Following yesterday's blogpost, Willow asked whether I had inherited Uncle Harry's "sweet tenor voice"? As anyone who has ever had the misfortune of hearing me sing will know, the answer is "no". But as I suggested in a post last week, I may have inherited a burial plot from him, or at least from his father, Abraham Moore. On Monday I drove over to Bradford to see if I could find grave E988 in Bowling Cemetery and, despite it being a vast acreage of stone monuments, I eventually tracked it down to a pleasant path-side location commanding fine views over Bradford city centre (it is the second plot from the left in the photograph above). And the good news was that there was only Alice and Abraham - Uncle H's mother and father - in there. What little I know about cemeteries and grave plots tells me that this means there is still unused space (I believe you can get about six decent-sized coffins to a plot but I am sure someone will correct me if I am wrong).

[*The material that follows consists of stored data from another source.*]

//! Upstream live-session abstractions and the Gemini implementation.
//!
//! The session proxy depends only on the traits in [`base`]; the concrete
//! Gemini connector in [`gemini`] is wired in at application startup.

pub mod base;
pub mod event;
pub mod gemini;
pub mod setup;

pub use base::{
    LiveError, LiveResult, OUTPUT_SAMPLE_RATE, UpstreamConnector, UpstreamHandle, UpstreamSession,
};
pub use event::{
    ControlMessage, FunctionCall, FunctionResult, LiveEvent, ServerMessage, TranscriptDirection,
    normalize,
};
pub use gemini::GeminiConnector;
pub use setup::{Modality, SetupConfig, ToolDeclaration};
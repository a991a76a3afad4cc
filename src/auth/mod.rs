//! Client identity verification.
//!
//! The connection gate consumes identity through the [`IdentityVerifier`]
//! trait; [`firebase::FirebaseVerifier`] is the production implementation.

pub mod firebase;

use async_trait::async_trait;
use axum::http::HeaderMap;

use crate::errors::auth_error::{AuthError, AuthResult};

pub use firebase::{FirebaseVerifier, KeyCache};

/// Verified client identity.
#[derive(Debug, Clone)]
pub struct Identity {
    /// Stable user id (the token subject).
    pub uid: String,
    pub email: Option<String>,
}

/// Verifies an identity token into an [`Identity`].
#[async_trait]
pub trait IdentityVerifier: Send + Sync {
    async fn verify(&self, token: &str) -> AuthResult<Identity>;
}

/// Extract the identity token from a WebSocket upgrade request.
///
/// Browser WebSocket clients cannot set request headers, so the `?token=`
/// query parameter is checked first, then the `Authorization: Bearer`
/// header.
pub fn extract_token(query: Option<&str>, headers: &HeaderMap) -> AuthResult<String> {
    if let Some(query) = query {
        for (key, value) in url::form_urlencoded::parse(query.as_bytes()) {
            if key == "token" && !value.is_empty() {
                return Ok(value.into_owned());
            }
        }
    }

    if let Some(auth_header) = headers.get("authorization") {
        let auth_str = auth_header
            .to_str()
            .map_err(|_| AuthError::MalformedToken("non-ASCII authorization header".into()))?;
        if let Some(token) = auth_str.strip_prefix("Bearer ") {
            return Ok(token.to_string());
        }
    }

    Err(AuthError::MissingToken)
}

#[cfg(test)]
mod tests {
    use super::*;

    #[test]
    fn query_param_wins_over_header() {
        let mut headers = HeaderMap::new();
        headers.insert("authorization", "Bearer header-token".parse().unwrap());
        let token = extract_token(Some("a=1&token=query-token"), &headers).unwrap();
        assert_eq!(token, "query-token");
    }

    #[test]
    fn bearer_header_is_a_fallback() {
        let mut headers = HeaderMap::new();
        headers.insert("authorization", "Bearer header-token".parse().unwrap());
        let token = extract_token(Some("a=1"), &headers).unwrap();
        assert_eq!(token, "header-token");
    }

    #[test]
    fn missing_token_is_an_error() {
        let headers = HeaderMap::new();
        assert!(matches!(
            extract_token(None, &headers),
            Err(AuthError::MissingToken)
        ));
    }
}
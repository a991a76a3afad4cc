//! Route configuration.

use std::sync::Arc;

use axum::{Router, routing::get};
use tower_http::trace::TraceLayer;

use crate::handlers::{api, live};
use crate::state::AppState;

/// Create the live proxy WebSocket router
///
/// # Endpoint
///
/// `GET /ws` - WebSocket upgrade for the Gemini Live session proxy
///
/// # Authentication
///
/// The identity token travels as a `?token=` query parameter (browser
/// WebSocket clients cannot set headers) or an `Authorization: Bearer`
/// header; verification happens inside the connection gate so refusals can
/// use the application close codes.
pub fn create_live_router() -> Router<Arc<AppState>> {
    Router::new()
        .route("/ws", get(live::live_handler))
        .layer(TraceLayer::new_for_http())
}

/// Create the REST API router
pub fn create_api_router() -> Router<Arc<AppState>> {
    Router::new()
        .route("/api/health", get(api::health_check))
        .layer(TraceLayer::new_for_http())
}

/// Assemble the complete application router.
pub fn create_router(state: Arc<AppState>) -> Router {
    Router::new()
        .merge(create_live_router())
        .merge(create_api_router())
        .with_state(state)
}
//! Per-connection session record and lifecycle state.

use std::fmt;
use std::time::{Duration, Instant};

use tracing::debug;
use uuid::Uuid;

/// Lifecycle state of a proxied session.
#[derive(Debug, Clone, Copy, PartialEq, Eq)]
pub enum SessionState {
    /// Transport accepted, identity not yet verified.
    Connecting,
    /// Waiting for the client's setup frame.
    AwaitingSetup,
    /// All pumps running.
    Active,
    /// Teardown in progress.
    Closing,
    /// Everything released.
    Closed,
}

impl fmt::Display for SessionState {
    fn fmt(&self, f: &mut fmt::Formatter<'_>) -> fmt::Result {
        let name = match self {
            SessionState::Connecting => "Connecting",
            SessionState::AwaitingSetup => "AwaitingSetup",
            SessionState::Active => "Active",
            SessionState::Closing => "Closing",
            SessionState::Closed => "Closed",
        };
        write!(f, "{name}")
    }
}

/// One proxied conversation, owned exclusively by its supervisor task.
#[derive(Debug)]
pub struct Session {
    pub id: Uuid,
    pub uid: String,
    pub created_at: Instant,
    /// Wall-clock budget for the whole Active phase.
    pub deadline: Duration,
    state: SessionState,
}

impl Session {
    pub fn new(uid: impl Into<String>, deadline: Duration) -> Self {
        Self {
            id: Uuid::new_v4(),
            uid: uid.into(),
            created_at: Instant::now(),
            deadline,
            state: SessionState::Connecting,
        }
    }

    pub fn state(&self) -> SessionState {
        self.state
    }

    /// Move to the next lifecycle state. Re-entering the current state is a
    /// no-op so teardown paths can be invoked twice safely.
    pub fn advance(&mut self, next: SessionState) {
        if self.state == next {
            return;
        }
        debug!(session = %self.id, uid = %self.uid, from = %self.state, to = %next, "Session state change");
        self.state = next;
    }
}
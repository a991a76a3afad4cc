//! Gemini Live API wire types (client-bound frames).
//!
//! The Live WebSocket protocol frames every client message as a JSON object
//! with a single top-level key; that maps directly onto an externally
//! tagged serde enum. Inbound frames deserialize into the exhaustive
//! [`ServerMessage`](crate::core::live::event::ServerMessage) model.

use serde::Serialize;

use crate::core::live::event::FunctionResult;
use crate::core::live::setup::SetupConfig;

/// One outbound frame to the Live API.
#[derive(Debug, Serialize)]
#[serde(rename_all = "camelCase")]
pub enum ClientMessage {
    Setup(SetupMessage),
    RealtimeInput(RealtimeInput),
    ClientContent(ClientContent),
    ToolResponse(ToolResponse),
}

/// Session setup, sent once immediately after the socket opens.
#[derive(Debug, Serialize)]
#[serde(rename_all = "camelCase")]
pub struct SetupMessage {
    pub model: String,
    pub generation_config: GenerationConfig,
    #[serde(skip_serializing_if = "Option::is_none")]
    pub system_instruction: Option<Content>,
    #[serde(skip_serializing_if = "Vec::is_empty")]
    pub tools: Vec<Tool>,
    #[serde(skip_serializing_if = "Option::is_none")]
    pub context_window_compression: Option<ContextWindowCompression>,
    #[serde(skip_serializing_if = "Option::is_none")]
    pub input_audio_transcription: Option<EmptyConfig>,
    #[serde(skip_serializing_if = "Option::is_none")]
    pub output_audio_transcription: Option<EmptyConfig>,
}

#[derive(Debug, Serialize)]
#[serde(rename_all = "camelCase")]
pub struct GenerationConfig {
    pub response_modalities: Vec<&'static str>,
    #[serde(skip_serializing_if = "Option::is_none")]
    pub speech_config: Option<SpeechConfig>,
}

#[derive(Debug, Serialize)]
#[serde(rename_all = "camelCase")]
pub struct SpeechConfig {
    pub voice_config: VoiceConfig,
}

#[derive(Debug, Serialize)]
#[serde(rename_all = "camelCase")]
pub struct VoiceConfig {
    pub prebuilt_voice_config: PrebuiltVoiceConfig,
}

#[derive(Debug, Serialize)]
#[serde(rename_all = "camelCase")]
pub struct PrebuiltVoiceConfig {
    pub voice_name: String,
}

#[derive(Debug, Serialize)]
pub struct Content {
    pub parts: Vec<TextPart>,
}

#[derive(Debug, Serialize)]
pub struct TextPart {
    pub text: String,
}

#[derive(Debug, Serialize)]
#[serde(rename_all = "camelCase")]
pub struct Tool {
    pub function_declarations: Vec<FunctionDeclaration>,
}

#[derive(Debug, Serialize)]
pub struct FunctionDeclaration {
    pub name: String,
    #[serde(skip_serializing_if = "Option::is_none")]
    pub description: Option<String>,
    #[serde(skip_serializing_if = "Option::is_none")]
    pub parameters: Option<serde_json::Value>,
}

#[derive(Debug, Serialize)]
#[serde(rename_all = "camelCase")]
pub struct ContextWindowCompression {
    pub sliding_window: EmptyConfig,
}

/// Marker object for presence-only configuration keys.
#[derive(Debug, Default, Serialize)]
pub struct EmptyConfig {}

/// Realtime media input: one base64 audio blob.
#[derive(Debug, Serialize)]
pub struct RealtimeInput {
    pub audio: AudioBlob,
}

#[derive(Debug, Serialize)]
#[serde(rename_all = "camelCase")]
pub struct AudioBlob {
    pub mime_type: String,
    pub data: String,
}

/// A complete or partial user text turn.
#[derive(Debug, Serialize)]
#[serde(rename_all = "camelCase")]
pub struct ClientContent {
    pub turns: Vec<Turn>,
    pub turn_complete: bool,
}

#[derive(Debug, Serialize)]
pub struct Turn {
    pub role: &'static str,
    pub parts: Vec<TextPart>,
}

#[derive(Debug, Serialize)]
#[serde(rename_all = "camelCase")]
pub struct ToolResponse {
    pub function_responses: Vec<FunctionResult>,
}

impl SetupMessage {
    /// Build the wire setup frame from a translated session configuration.
    pub fn from_config(model: &str, config: &SetupConfig) -> Self {
        SetupMessage {
            model: format!("models/{model}"),
            generation_config: GenerationConfig {
                response_modalities: config
                    .response_modalities
                    .iter()
                    .map(|m| m.as_str())
                    .collect(),
                speech_config: config.voice_name.clone().map(|voice_name| SpeechConfig {
                    voice_config: VoiceConfig {
                        prebuilt_voice_config: PrebuiltVoiceConfig { voice_name },
                    },
                }),
            },
            system_instruction: config.system_instruction.clone().map(|text| Content {
                parts: vec![TextPart { text }],
            }),
            tools: if config.tools.is_empty() {
                Vec::new()
            } else {
                vec![Tool {
                    function_declarations: config
                        .tools
                        .iter()
                        .map(|t| FunctionDeclaration {
                            name: t.name.clone(),
                            description: t.description.clone(),
                            parameters: t.parameters.clone(),
                        })
                        .collect(),
                }]
            },
            context_window_compression: config
                .sliding_window_compression
                .then(|| ContextWindowCompression {
                    sliding_window: EmptyConfig {},
                }),
            input_audio_transcription: config.input_audio_transcription.then(EmptyConfig::default),
            output_audio_transcription: config
                .output_audio_transcription
                .then(EmptyConfig::default),
        }
    }
}

#[cfg(test)]
mod tests {
    use super::*;
    use serde_json::json;

    #[test]
    fn setup_frame_matches_wire_shape() {
        let config = SetupConfig::from_value(&json!({
            "systemInstruction": "Help with cooking.",
            "outputAudioTranscription": {},
            "speechConfig": {"voiceConfig": {"prebuiltVoiceConfig": {"voiceName": "Puck"}}}
        }));
        let frame = ClientMessage::Setup(SetupMessage::from_config("gemini-live-test", &config));
        let wire = serde_json::to_value(&frame).unwrap();

        assert_eq!(wire["setup"]["model"], "models/gemini-live-test");
        assert_eq!(
            wire["setup"]["generationConfig"]["responseModalities"],
            json!(["AUDIO"])
        );
        assert_eq!(
            wire["setup"]["generationConfig"]["speechConfig"]["voiceConfig"]
                ["prebuiltVoiceConfig"]["voiceName"],
            "Puck"
        );
        assert_eq!(
            wire["setup"]["systemInstruction"]["parts"][0]["text"],
            "Help with cooking."
        );
        assert_eq!(wire["setup"]["outputAudioTranscription"], json!({}));
        assert!(wire["setup"].get("inputAudioTranscription").is_none());
        assert!(wire["setup"].get("tools").is_none());
    }

    #[test]
    fn realtime_input_is_externally_tagged() {
        let frame = ClientMessage::RealtimeInput(RealtimeInput {
            audio: AudioBlob {
                mime_type: "audio/pcm;rate=16000".into(),
                data: "AAAA".into(),
            },
        });
        let wire = serde_json::to_value(&frame).unwrap();
        assert_eq!(
            wire,
            json!({"realtimeInput": {"audio": {"mimeType": "audio/pcm;rate=16000", "data": "AAAA"}}})
        );
    }
}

When Isobel got home from work that night I enthusiastically described my adventures and told her about the possibility of unused space, hinting that she may like to accompany me to the cemetery on her next day off. I was anxious to ensure that she was fully behind the scheme before I got too involved in a fight with Bradford Council in order to try and establish my legal title to the plot. Sad to relate, she was rather troublesome and uncooperative about my jolly scheme, raising objection after objection. "We had never met Abraham and Alice and were only vaguely related to them by marriage". I felt sure they were charming people, I countered, and we would have loads of time to get better acquainted. She was "intent on leaving her body to medical science and therefore there would be nothing left to bury". As far as I understood the bodies for medical research process, I responded, you got a bag full of bits back at the end of the day. "There was supposed to be a family plot in Liverpool and that would be a more suitable location, if location there had to be."
At last we had got to it : the real reason for her reluctance. It was the old War of the Roses thing. Isobel's mother's family came from Liverpool (which despite what local government reorganisation may say is, and has always been, part of Lancashire) whereas my family all come from Bradford (which is undoubtedly part of Yorkshire). As the argument escalated, I let it be known that I knew what was behind her opposition to Abraham Moore's grave space. "You just want us to be buried in that Usher grave in Liverpool", I said, "and I can tell you now, I wouldn't be seen dead in it".
The argument continues, the matter of our final resting place is still an open question.

1 comment:

  1. One is reminded of the occasion when Earl Tostig asked his brother what Harold Godwinson would offer Harald Hardrada, Harold famously replied, "Six feet of English ground, or as much more as he might need as he is taller than most men."